Even if the results from this study suggest that religious beliefs may have a negative impact on group identity, in a clinical setting, the clinician's empathy of trauma survivors' worldview is nonetheless important. As Calhoun and Tedeschi (Citation1999) highlight, “the ultimate arbiter of posttraumatic growth in spiritual and religious matters is the client” (p. 121). Moreover, as the impact of religion at the collective level branches into the political sphere, the role of trauma therapists in facilitating positive change at this level may be limited. Ultimately, survivors require access to outlets from which they may develop counter ideologies, enabling them to collectively pursue agency and communion. But because elites usually control access to public discourse, dominant ideologies are often influential and tend to favour those in positions of power (van Dijk, Citation1998). Unfortunately, the RPF adopts a number of strategies, such as preventing free speech, that thwart the development of such counter ideologies. There are some platforms, such as the Genocide Archive of Rwanda, which provide survivors with access to public discourse, however free speech remains limited and seeking justice or speaking out against the government are potentially dangerous activities.

A significant limitation to this study is the small sample size which is limited to female survivors, impeding the generalisability of the findings presented. Women were affected by the genocide in different ways to men and it is likely that they may experience posttraumatic growth differently. For example, women have had to take on new roles in the post-genocide period which has created a sense of solidarity amongst them that transcends ethnic lines. A much larger sample size that included men and women would be needed to identify more extensive, generalisable patterns of ideological response among survivors. The testimonial evidence presented nonetheless demonstrates that, while the meaning, control or existential reassurance afforded by religious ideologies may benefit individuals on some levels, it is essential not to underestimate the power of religious institutions and their ideologies on a broader scale. In Rwanda, Christian institutions allied themselves to Habyarimana's regime and provided the spiritual climate in which genocide could take place. A religious interpretation of the RPF's leadership has the potential to be equally dangerous given that the Rwandan government has become increasingly intolerant and authoritarian since coming to power. A divine interpretation of the RPF's position will undoubtedly make it difficult to dispute its actions, even if these include human rights abuses, as doing so would mean challenging the will of God.

Additional information

Funding

This work was supported by the Arts and Humanities Research Council [AH/I010505/1].

Notes

1. I use the term “philosophical framework” to differentiate individual belief systems from “ideology”, which, using van Dijk's (Citation1998) definition refers to a relatively fixed and abstract system of knowledge and attitudes that is shared by a group. The term “ideology” used by McAdams (Citation1993) alludes to the individual's idiosyncratic set of basic beliefs. As van Dijk (Citation1998) points out, even if many individual subscribe to the same ideology (e.g., Christianity), not all members “have identical ‘copies' of the representations. Rather, we must assume that because of obvious individual differences of ‘ideological socialisation’ in the group, each member has her or his own personal ‘version’ of the ideology” (p. 79).
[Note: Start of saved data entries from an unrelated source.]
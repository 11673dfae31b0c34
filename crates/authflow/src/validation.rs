//! Local input validation, applied before any network call.

use thiserror::Error;

/// Input rejected locally; no network call was issued.
#[allow(missing_docs)]
#[derive(Debug, Error, Clone, Copy, PartialEq, Eq)]
pub enum ValidationError {
    #[error("Please enter a valid email address")]
    InvalidEmail,
    #[error("Please enter your password")]
    EmptyPassword,
    #[error("The code must contain exactly 6 digits")]
    InvalidOneTimeCode,
}

/// Syntactic email check: one `@`, a non-empty local part, and a domain
/// containing an interior dot. Deliverability is the server's concern.
pub(crate) fn validate_email(email: &str) -> Result<(), ValidationError> {
    let Some((local, domain)) = email.split_once('@') else {
        return Err(ValidationError::InvalidEmail);
    };

    let valid = !local.is_empty()
        && !domain.is_empty()
        && !domain.contains('@')
        && domain.contains('.')
        && !domain.starts_with('.')
        && !domain.ends_with('.')
        && !email.chars().any(char::is_whitespace);

    if valid {
        Ok(())
    } else {
        Err(ValidationError::InvalidEmail)
    }
}

pub(crate) fn validate_password(password: &str) -> Result<(), ValidationError> {
    if password.is_empty() {
        return Err(ValidationError::EmptyPassword);
    }
    Ok(())
}

/// The one-time code must be exactly 6 ASCII digits.
pub(crate) fn validate_one_time_code(code: &str) -> Result<(), ValidationError> {
    if code.len() == 6 && code.chars().all(|c| c.is_ascii_digit()) {
        Ok(())
    } else {
        Err(ValidationError::InvalidOneTimeCode)
    }
}
//! Errors that can occur when talking to the identity gateway

use reqwest::StatusCode;
use thiserror::Error;

/// Errors from performing network requests.
#[allow(missing_docs)]
#[derive(Debug, Error)]
pub enum ApiError {
    #[error(transparent)]
    Reqwest(#[from] reqwest::Error),
    #[error(transparent)]
    Serde(#[from] serde_json::Error),

    #[error("Received error message from server: [{}] {}", .status, .message)]
    ResponseContent { status: StatusCode, message: String },
}

impl ApiError {
    /// The message to surface to the user for this error.
    ///
    /// For a non-2xx response this is the server-provided `message` field (or
    /// the HTTP status text when the body carried none); for lower-level
    /// failures it is the error's display form.
    pub fn user_message(&self) -> String {
        match self {
            ApiError::ResponseContent { message, .. } => message.clone(),
            other => other.to_string(),
        }
    }
}

/// Missing required field.
#[derive(Debug, Error)]
#[error("The response received was missing a required field: {0}")]
pub struct MissingFieldError(pub &'static str);

/// Extracts a required field from an `Option`, returning a
/// [`MissingFieldError`] through `?`-style conversion when absent.
///
/// A 2xx response missing an expected field fails closed through this path
/// instead of proceeding with undefined data.
#[macro_export]
macro_rules! require {
    ($val:expr) => {
        match $val {
            Some(val) => val,
            None => return Err($crate::MissingFieldError(stringify!($val)).into()),
        }
    };
}
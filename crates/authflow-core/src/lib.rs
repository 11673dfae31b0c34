#![doc = include_str!("../README.md")]

pub mod client;
mod error;

pub use client::{ApiConfiguration, Client, ClientSettings};
pub use error::{ApiError, MissingFieldError};
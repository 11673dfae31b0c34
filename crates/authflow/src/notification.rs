//! User-facing outcomes and the observer seam for the rendering layer.

use crate::state::FlowState;

/// How a notification should be presented.
#[derive(Debug, Clone, Copy, PartialEq, Eq)]
pub enum Severity {
    /// A completed step.
    Success,
    /// A recoverable condition, such as an expired password.
    Warning,
    /// A failed remote call; the flow state is unchanged and the user may
    /// retry.
    Error,
}

/// A transient user-facing message emitted alongside a flow event.
#[derive(Debug, Clone, PartialEq, Eq)]
pub struct Notification {
    /// Presentation severity.
    pub severity: Severity,
    /// Message text. For failed remote calls this is the server-provided
    /// message verbatim, falling back to the HTTP status text.
    pub message: String,
}

impl Notification {
    pub(crate) fn success(message: impl Into<String>) -> Self {
        Self {
            severity: Severity::Success,
            message: message.into(),
        }
    }

    pub(crate) fn warning(message: impl Into<String>) -> Self {
        Self {
            severity: Severity::Warning,
            message: message.into(),
        }
    }

    pub(crate) fn error(message: impl Into<String>) -> Self {
        Self {
            severity: Severity::Error,
            message: message.into(),
        }
    }
}

/// Callbacks for the rendering layer.
///
/// The flow client owns all state; a view subscribes here and re-renders on
/// the events it cares about. All methods have empty defaults.
pub trait FlowObserver {
    /// The flow moved to `state`.
    fn state_changed(&self, _state: FlowState) {}

    /// A remote call started (`true`) or resolved (`false`). The view must
    /// disable the triggering control while this is set.
    fn loading_changed(&self, _loading: bool) {}

    /// A transient message should be shown to the user.
    fn notify(&self, _notification: &Notification) {}
}
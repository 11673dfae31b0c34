//! HTTP client construction and the shared JSON request helper.

#[allow(clippy::module_inception)]
mod client;
mod client_settings;

pub use client::{ApiConfiguration, Client};
pub use client_settings::ClientSettings;
use serde::Serialize;

/// Body for the authenticate endpoint.
#[derive(Serialize, Debug)]
pub(crate) struct AuthenticateRequest {
    pub email: String,
    pub password: String,
}

/// Body for the verify endpoint. The drafted credentials accompany the code;
/// this and the authenticate endpoint are the only two the password is ever
/// sent to.
#[derive(Serialize, Debug)]
pub(crate) struct VerifyTwoFactorRequest {
    pub email: String,
    pub password: String,
    pub code_totp: String,
}

/// Body for the signup endpoint.
#[derive(Serialize, Debug)]
pub(crate) struct SignupRequest {
    pub email: String,
}

/// Body for the renewal endpoint.
#[derive(Serialize, Debug)]
pub(crate) struct RenewPasswordRequest {
    pub email: String,
}
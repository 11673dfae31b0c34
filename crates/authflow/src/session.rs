//! Transient data held only for the duration of the active flow.

use zeroize::Zeroizing;

/// Credentials held in memory between the credentials submission and the
/// code-verification submission. Never written to durable storage.
///
/// The password is zeroized when cleared and when the draft is dropped.
#[derive(Default)]
pub struct SessionDraft {
    email: Option<String>,
    password: Option<Zeroizing<String>>,
    one_time_code: Option<String>,
}

impl SessionDraft {
    /// The drafted email, if a credentials submission has completed.
    pub fn email(&self) -> Option<&str> {
        self.email.as_deref()
    }

    /// The drafted password, if still held.
    pub fn password(&self) -> Option<&str> {
        self.password.as_deref().map(String::as_str)
    }

    /// The one-time code candidate for the in-flight verification, if any.
    pub fn one_time_code(&self) -> Option<&str> {
        self.one_time_code.as_deref()
    }

    pub(crate) fn set_credentials(&mut self, email: String, password: String) {
        self.email = Some(email);
        self.password = Some(Zeroizing::new(password));
    }

    pub(crate) fn set_email(&mut self, email: String) {
        self.email = Some(email);
    }

    pub(crate) fn set_one_time_code(&mut self, code: String) {
        self.one_time_code = Some(code);
    }

    /// Both drafted credentials, cloned for a remote call.
    pub(crate) fn credentials(&self) -> Option<(String, String)> {
        match (&self.email, &self.password) {
            (Some(email), Some(password)) => Some((email.clone(), password.to_string())),
            _ => None,
        }
    }

    /// Zeroizes and drops the drafted password and code candidate.
    pub(crate) fn clear_secrets(&mut self) {
        self.password = None;
        self.one_time_code = None;
    }

    pub(crate) fn clear(&mut self) {
        self.email = None;
        self.clear_secrets();
    }
}

/// Payloads returned once by the signup endpoint, held only until the user
/// navigates away from the signup-success screen.
#[derive(Debug, Clone, PartialEq, Eq)]
pub struct SignupArtifacts {
    /// The generated initial password.
    pub initial_password: String,
    /// Base64 raster image encoding the password for scanning.
    pub qr_password_image: String,
    /// Base64 raster image encoding the 2FA seed for scanning.
    pub qr_2fa_image: String,
}

/// The renewed password returned once by the renewal endpoint, displayed
/// once, then discarded on navigation back to the credentials step.
#[derive(Debug, Clone, PartialEq, Eq)]
pub struct RenewalArtifact {
    /// The newly generated password.
    pub new_password: String,
}
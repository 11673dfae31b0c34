use authflow_core::ClientSettings;

/// Helper for testing against the identity gateway using wiremock.
///
/// Warning: when using `Mock::expect` ensure the returned server is not
/// dropped before the test completes.
pub async fn start_endpoint_mock(mocks: Vec<wiremock::Mock>) -> (wiremock::MockServer, ClientSettings) {
    let server = wiremock::MockServer::start().await;

    for mock in mocks {
        server.register(mock).await;
    }

    let settings = ClientSettings {
        base_url: server.uri(),
        user_agent: "test-agent".to_string(),
    };

    (server, settings)
}
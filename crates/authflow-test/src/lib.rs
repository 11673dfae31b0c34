#![doc = include_str!("../README.md")]

mod api;

pub use api::start_endpoint_mock;
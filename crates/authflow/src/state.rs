//! Flow position and mode selection.

/// The client's current step within the login/registration sequence.
///
/// Exactly one state is active at a time. Transitions are triggered only by
/// completed remote calls or by explicit user navigation; a failed remote
/// call never changes state.
#[derive(Debug, Clone, Copy, PartialEq, Eq)]
pub enum FlowState {
    /// Collecting the email/password pair (or, in register mode, the email).
    Credentials,
    /// Credentials accepted; waiting for the 6-digit one-time code.
    AwaitingCode,
    /// The password has expired and renewal is offered.
    PasswordExpired,
    /// A renewed password was returned and is being displayed once.
    PasswordRenewed,
    /// Registration succeeded; the provisioning artifacts are being displayed.
    SignupSuccess,
    /// The flow completed successfully.
    Authenticated,
}

/// Which of the two flows the client is driving.
///
/// An independent axis from [`FlowState`]; switching mode resets the flow to
/// [`FlowState::Credentials`] and clears previously generated secrets.
#[derive(Debug, Clone, Copy, PartialEq, Eq)]
pub enum Mode {
    /// Authenticating an existing account.
    Login,
    /// Creating a new account.
    Register,
}

impl Mode {
    /// The other mode.
    pub fn toggled(self) -> Self {
        match self {
            Mode::Login => Mode::Register,
            Mode::Register => Mode::Login,
        }
    }
}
2. People's self-perceptions and relationships with others are undoubtedly influenced by ideological beliefs but are not, in themselves, ideologies.

3. Tutsi who had fled previous episodes of violence and returned to Rwanda after the genocide.

4. Father Munyeshyaka withheld food and water supplies from all refugees, but a small group of women and young girls, yet in exchange for such privileges, he committed acts of sexual violence and rape against them (African Rights, Citation1999).

5. Papa Dido and Paul were local members of the militia.